## What to produce
Wherever a line below holds the word "treatments", copy that line.
+ + + + +
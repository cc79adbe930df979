//! Clinic API router.
//!
//! Returns a composable `Router` that can be mounted on any axum server.
//! Routes are nested under `/api/`; a permissive CORS layer is mounted
//! because the SPA consumes the API cross-origin during development.

use axum::routing::{get, post, put};
use axum::Router;
use tower_http::cors::CorsLayer;

use crate::api::endpoints;
use crate::api::ApiContext;
use crate::db::Database;

/// Build the clinic API router.
///
/// Handlers use `State<ApiContext>`; `.with_state()` converts the typed
/// router into a `Router<()>` ready to serve.
///
/// NOTE: Path params use `:param` syntax (matchit 0.7 / axum 0.7).
pub fn clinic_api_router(db: Database) -> Router {
    let ctx = ApiContext::new(db);

    let api = Router::new()
        .route("/health", get(endpoints::health::check))
        .route(
            "/patients",
            get(endpoints::patients::list).post(endpoints::patients::create),
        )
        .route(
            "/patients/:id",
            get(endpoints::patients::get)
                .put(endpoints::patients::update)
                .delete(endpoints::patients::remove),
        )
        .route(
            "/appointments",
            get(endpoints::appointments::list).post(endpoints::appointments::create),
        )
        .route(
            "/appointments/:id",
            put(endpoints::appointments::update).delete(endpoints::appointments::remove),
        )
        .route(
            "/treatments",
            get(endpoints::treatments::list).post(endpoints::treatments::create),
        )
        .route(
            "/treatments/:id",
            put(endpoints::treatments::update).delete(endpoints::treatments::remove),
        )
        .route(
            "/payments",
            get(endpoints::payments::list).post(endpoints::payments::create),
        )
        .route(
            "/payments/:id",
            put(endpoints::payments::update).delete(endpoints::payments::remove),
        )
        .route("/auth/login", post(endpoints::auth::login))
        .route("/auth/password", put(endpoints::auth::change_password))
        .route("/auth/user", post(endpoints::auth::upsert_user));

    Router::new()
        .nest("/api", api)
        .with_state(ctx)
        .layer(CorsLayer::permissive())
}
+ + + + +
## Solution to this exercise
            "/treatments",
            get(endpoints::treatments::list).post(endpoints::treatments::create),
            "/treatments/:id",
            put(endpoints::treatments::update).delete(endpoints::treatments::remove),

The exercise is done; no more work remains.